Seeing as the growing year is upon us, it's the ideal time to share this guide for those of you considering gathering your own wildfoods and/or native medicinals this year!
As a medical herbalist and year round sustainable forager, I probably have a rather unique take on the commonest of herbs. Most people call them weeds, but I consider them ‘unloved plants’. Instead of dismissing them as mundane or maddening, those of us who work with wild native medicinal herbs and seasonal wildfoods should embrace them with enchantment and deep appreciation for what they are, green blessings. These medicinal and edible ‘weeds’ - vile and vulgar villains to most - are the herbalists and wild food chefs best friends, they certainly are mine. They're more than friends, they are esteemed colleagues and dear family.

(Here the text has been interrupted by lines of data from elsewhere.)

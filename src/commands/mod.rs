//! Command implementations for the pkgmap CLI
//!
//! - **refresh**: segmented cache refresh runs
//! - **table**: mapping table generation and validation
//! - **query**: ad-hoc package lookups
//! - **cache**: cache inspection and maintenance
//! - **platform**: platform detection report
//! - **utils**: Shared utility functions (internal)

pub mod cache;
pub mod platform;
pub mod query;
pub mod refresh;
pub mod table;
pub(crate) mod utils;

pub use cache::{cache_clear, cache_evict, cache_prune, cache_stats};
pub use platform::platform;
pub use query::query;
pub use refresh::refresh;
pub use table::{generate, validate};
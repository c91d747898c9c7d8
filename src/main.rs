mod colors;
mod commands;

use clap::{Args, CommandFactory, Parser, Subcommand};
use colors::ColorChoice;
use pkgmap::config::{self, Paths, Settings};
use pkgmap::platform::OsFamily;
use pkgmap::scheduler::Segment;
use std::path::PathBuf;
use std::time::Duration;

#[derive(Parser)]
#[command(name = "pkgmap")]
#[command(author, version, about = "Cross-distro package mapping backed by Repology and Homebrew", long_about = None)]
struct Cli {
    #[command(subcommand)]
    command: Commands,

    /// More log output (-v info, -vv debug); RUST_LOG overrides
    #[arg(short, long, action = clap::ArgAction::Count, global = true)]
    verbose: u8,

    /// When to use colors
    #[arg(long, value_enum, default_value_t = ColorChoice::Auto, global = true)]
    color: ColorChoice,

    #[command(flatten)]
    files: FileArgs,
}

#[derive(Args)]
struct FileArgs {
    /// Package cache file
    #[arg(long, env = "PKGMAP_CACHE", default_value = config::DEFAULT_CACHE_FILE, global = true)]
    cache: PathBuf,

    /// Homebrew-to-Repology name mapping file
    #[arg(long, env = "PKGMAP_NAME_MAPPINGS", default_value = config::DEFAULT_NAME_MAPPINGS_FILE, global = true)]
    name_mappings: PathBuf,

    /// Mapping table whose sections define the package universe
    #[arg(long, env = "PKGMAP_UNIVERSE", default_value = config::DEFAULT_UNIVERSE_FILE, global = true)]
    universe: PathBuf,

    /// Custom install overrides
    #[arg(long, env = "PKGMAP_OVERRIDES", default_value = config::DEFAULT_OVERRIDES_FILE, global = true)]
    overrides: PathBuf,

    /// Extra package list (Brewfile or one name per line); repeatable
    #[arg(long = "package-list", global = true)]
    package_lists: Vec<PathBuf>,

    /// Repology base URL
    #[arg(long, env = "PKGMAP_REPOLOGY_URL", default_value = config::DEFAULT_REPOLOGY_URL, global = true)]
    repology_url: String,
}

impl FileArgs {
    fn paths(&self) -> Paths {
        Paths {
            cache: self.cache.clone(),
            name_mappings: self.name_mappings.clone(),
            universe: self.universe.clone(),
            overrides: self.overrides.clone(),
            package_lists: self.package_lists.clone(),
        }
    }

    fn settings(&self) -> Settings {
        Settings {
            repology_url: self.repology_url.clone(),
            ..Settings::default()
        }
    }
}

#[derive(Subcommand)]
enum Commands {
    /// Refresh one day's segment of the cache (0-6) or everything (all)
    Refresh {
        /// Segment to refresh: 0-6 or "all"
        segment: Segment,

        /// Delay between packages in milliseconds (default 2100)
        #[arg(long)]
        delay_ms: Option<u64>,

        /// Don't regenerate the mapping table afterwards
        #[arg(long)]
        no_generate: bool,
    },

    /// Check the mapping table against the cache without network access
    Validate {
        /// Treat drift from the committed table as a failure
        #[arg(long)]
        strict: bool,
    },

    /// Regenerate, validate, and write the mapping table
    Generate {
        /// Output file (defaults to the universe file)
        #[arg(short, long)]
        output: Option<PathBuf>,

        /// Only emit fields for this platform family
        #[arg(long, value_enum)]
        target: Option<OsFamily>,
    },

    /// Look up specific packages
    Query {
        /// Canonical package names
        #[arg(required = true)]
        names: Vec<String>,

        /// Ignore fresh cache entries
        #[arg(long)]
        force: bool,
    },

    /// Inspect or maintain the package cache
    Cache {
        #[command(subcommand)]
        action: CacheAction,
    },

    /// Show the detected platform
    Platform,

    /// Print shell completions
    Completions {
        #[arg(value_enum)]
        shell: clap_complete::Shell,
    },
}

#[derive(Subcommand)]
enum CacheAction {
    /// Show cache statistics
    Stats {
        /// Age after which an entry counts as expired
        #[arg(long, default_value_t = 7)]
        ttl_days: u64,
    },

    /// Remove expired entries
    Prune {
        #[arg(long, default_value_t = 7)]
        ttl_days: u64,

        /// Also remove negative entries so they are retried
        #[arg(long)]
        remove_negative: bool,
    },

    /// Delete the cache file
    Clear,

    /// Remove specific entries (canonical and mapped names)
    Evict {
        #[arg(required = true)]
        names: Vec<String>,
    },
}

fn init_tracing(verbose: u8) {
    let default_level = match verbose {
        0 => "warn",
        1 => "info",
        _ => "debug",
    };
    tracing_subscriber::fmt()
        .with_env_filter(
            tracing_subscriber::EnvFilter::try_from_default_env()
                .unwrap_or_else(|_| tracing_subscriber::EnvFilter::new(default_level)),
        )
        .with_writer(std::io::stderr)
        .init();
}

fn days(n: u64) -> Duration {
    Duration::from_secs(n * 24 * 60 * 60)
}

#[tokio::main]
async fn main() -> anyhow::Result<()> {
    let cli = Cli::parse();
    init_tracing(cli.verbose);
    colors::init_colors(cli.color);

    let paths = cli.files.paths();
    let mut settings = cli.files.settings();

    match cli.command {
        Commands::Refresh {
            segment,
            delay_ms,
            no_generate,
        } => {
            if let Some(ms) = delay_ms {
                settings.rate_limit_delay = Duration::from_millis(ms);
            }
            commands::refresh(&paths, &settings, segment, !no_generate).await?;
        }
        Commands::Validate { strict } => {
            commands::validate(&paths, strict)?;
        }
        Commands::Generate { output, target } => {
            let output = output.unwrap_or_else(|| paths.universe.clone());
            commands::generate(&paths, &output, target)?;
        }
        Commands::Query { names, force } => {
            commands::query(&paths, &settings, &names, force).await?;
        }
        Commands::Cache { action } => match action {
            CacheAction::Stats { ttl_days } => commands::cache_stats(&paths, days(ttl_days))?,
            CacheAction::Prune {
                ttl_days,
                remove_negative,
            } => commands::cache_prune(&paths, days(ttl_days), remove_negative)?,
            CacheAction::Clear => commands::cache_clear(&paths)?,
            CacheAction::Evict { names } => commands::cache_evict(&paths, &names)?,
        },
        Commands::Platform => commands::platform(),
        Commands::Completions { shell } => {
            let mut command = Cli::command();
            clap_complete::generate(shell, &mut command, "pkgmap", &mut std::io::stdout());
        }
    }

    Ok(())
}
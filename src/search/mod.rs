//! Web search used by `search` tasks.

mod duckduckgo;

pub use duckduckgo::DuckDuckGoSearch;

use async_trait::async_trait;
use thiserror::Error;

use crate::artifact::SearchHit;

#[derive(Debug, Error)]
pub enum SearchError {
    #[error("Search request failed: {0}")]
    Request(#[from] reqwest::Error),

    #[error("Search provider returned HTTP {0}")]
    Status(u16),

    #[error("Search is disabled")]
    Disabled,
}

/// Anything that can turn a query into a ranked list of hits.
#[async_trait]
pub trait SearchProvider: Send + Sync {
    async fn search(&self, query: &str, max_results: usize) -> Result<Vec<SearchHit>, SearchError>;
}

/// Provider that always fails. Used when the deployment has no network access.
pub struct DisabledSearch;

#[async_trait]
impl SearchProvider for DisabledSearch {
    async fn search(&self, _query: &str, _max_results: usize) -> Result<Vec<SearchHit>, SearchError> {
        Err(SearchError::Disabled)
    }
}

This alchemical perspective, transforming the unplanned and uninvited into a veritable treasure, is a wise approach to have in life and needn’t be limited to 'weeds'.
Edible and Medicinal Weeds: Rising Stars of the Local Foods Movement
Edible and medicinal weeds can play an important role in the local foods movement, permaculture and in sustainability. These useful herbs can be incorporated into herbal and vegetable CSA shares, alongside their cultivated kin. In fact, I noticed stinging nettles and dandelion greens being sold in several ‘trendy’ food stores in both London and New York, and showing up on menus at high end restaurants, so yay to that! Rightly so too, as feral greens deserve their rightful spot on the menus of farm-to-table restaurants, right next to wild mushrooms and sea vegetables. Many adventurous chefs are hungry for new foods, especially if they’re familiar with their local history and importance. Tapping into the vast resource of local wild weeds also reduces the environmental impact of packaging and transportation and ensures you are eating the most nutritionally dense, fresh, seasonal greens.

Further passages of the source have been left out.